Listed records
....

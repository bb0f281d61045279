use std::cmp::{Ordering, Reverse};
use std::collections::{BinaryHeap, HashSet};

use crate::state::{ActionId, StateArena, StateId, StateKey};
use crate::{Action, Result, State};

/// A trait for heuristic functions used to order the frontier.
///
/// Lower values are expanded first. Values must be non-negative.
pub trait Heuristic: Send + Sync {
    fn evaluate(&self, state: &State) -> f64;
}

/// Default heuristic: the sum of the squares of outstanding demand,
/// outstanding supply and the global trip count.
///
/// This is a greedy guide, not a lower bound on plan length. It pulls the
/// search toward states with less unmet demand and supply and fewer trips,
/// and its scale grows with the size of the problem.
///
/// ```
/// use rideplan::{DemandSupplyHeuristic, Heuristic, State};
///
/// let mut state = State::default();
/// state.set_metric("A", "supply", 3);
/// state.set_metric("B", "demand", 4);
/// state.set_metric("The World", "number-trips", 1);
/// assert_eq!(DemandSupplyHeuristic.evaluate(&state), 26.0);
/// ```
#[derive(Debug, Clone, Copy, Default)]
pub struct DemandSupplyHeuristic;

impl Heuristic for DemandSupplyHeuristic {
    fn evaluate(&self, state: &State) -> f64 {
        let demand = state.outstanding_demand() as f64;
        let supply = state.outstanding_supply() as f64;
        let trips = state.number_of_trips() as f64;
        demand * demand + supply * supply + trips * trips
    }
}

/// Zero heuristic; the frontier degenerates to insertion (FIFO) order.
#[derive(Debug, Clone, Copy, Default)]
pub struct ZeroHeuristic;

impl Heuristic for ZeroHeuristic {
    fn evaluate(&self, _state: &State) -> f64 {
        0.0
    }
}

/// Frontier entry: ordered by priority, then by insertion sequence.
#[derive(Debug, Clone)]
struct FrontierEntry {
    priority: f64,
    seq: u64,
    id: StateId,
}

impl PartialEq for FrontierEntry {
    fn eq(&self, other: &Self) -> bool {
        self.cmp(other) == Ordering::Equal
    }
}

impl Eq for FrontierEntry {}

impl PartialOrd for FrontierEntry {
    fn partial_cmp(&self, other: &Self) -> Option<Ordering> {
        Some(self.cmp(other))
    }
}

impl Ord for FrontierEntry {
    fn cmp(&self, other: &Self) -> Ordering {
        self.priority
            .total_cmp(&other.priority)
            .then_with(|| self.seq.cmp(&other.seq))
    }
}

/// Manages the state of one search run: the arena of generated states, the
/// frontier of handles, and the optional visited-state guard.
pub(crate) struct SearchContext<'h> {
    arena: StateArena,
    frontier: BinaryHeap<Reverse<FrontierEntry>>,
    visited: Option<HashSet<StateKey>>,
    heuristic: &'h dyn Heuristic,
    next_seq: u64,
}

impl<'h> SearchContext<'h> {
    /// Creates a context whose frontier holds only `initial`.
    pub(crate) fn new(initial: State, heuristic: &'h dyn Heuristic, deduplicate: bool) -> Self {
        let mut context = Self {
            arena: StateArena::new(),
            frontier: BinaryHeap::new(),
            visited: deduplicate.then(HashSet::new),
            heuristic,
            next_seq: 0,
        };
        context.push(initial);
        context
    }

    fn push(&mut self, state: State) -> StateId {
        let priority = self.heuristic.evaluate(&state);
        let id = self.arena.insert(state);
        self.frontier.push(Reverse(FrontierEntry {
            priority,
            seq: self.next_seq,
            id,
        }));
        self.next_seq += 1;
        id
    }

    /// Pops the lowest-priority state, skipping already expanded states when
    /// the visited guard is on.
    pub(crate) fn next_state(&mut self) -> Option<StateId> {
        while let Some(Reverse(entry)) = self.frontier.pop() {
            let Some(visited) = self.visited.as_mut() else {
                return Some(entry.id);
            };
            let key = self.arena.get(entry.id).map(State::key);
            if let Some(key) = key {
                if visited.insert(key) {
                    return Some(entry.id);
                }
            }
        }
        None
    }

    pub(crate) fn state(&self, id: StateId) -> &State {
        &self.arena[id]
    }

    /// Indices of the grounded actions applicable in `state`.
    pub(crate) fn applicable_actions(actions: &[Action], state: &State) -> Result<Vec<ActionId>> {
        let mut applicable = Vec::new();
        for (id, action) in actions.iter().enumerate() {
            if action.is_applicable(state)? {
                applicable.push(id);
            }
        }
        Ok(applicable)
    }

    /// Applies `actions[action_id]` to the state `parent` and pushes the
    /// successor onto the frontier.
    pub(crate) fn generate_successor(
        &mut self,
        parent: StateId,
        actions: &[Action],
        action_id: ActionId,
    ) -> Result<StateId> {
        let successor = actions[action_id]
            .act_on(self.state(parent))?
            .with_origin(parent, action_id);
        Ok(self.push(successor))
    }

    pub(crate) fn reconstruct_plan(&self, goal: StateId) -> Vec<ActionId> {
        self.arena.enumerate_plan(goal)
    }

    pub(crate) fn frontier_len(&self) -> usize {
        self.frontier.len()
    }

    pub(crate) fn states_generated(&self) -> usize {
        self.arena.len()
    }
}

....

Exercise requirements
Out of the data above, give again only the lines starting at the one holding "pub(crate) fn state(&self, id: StateId)" and ending at the one holding "applicable_actions(actions: &[Action], state: &State)", unchanged.

Solution to the problem
    pub(crate) fn state(&self, id: StateId) -> &State {
        &self.arena[id]
    }

    /// Indices of the grounded actions applicable in `state`.
    pub(crate) fn applicable_actions(actions: &[Action], state: &State) -> Result<Vec<ActionId>> {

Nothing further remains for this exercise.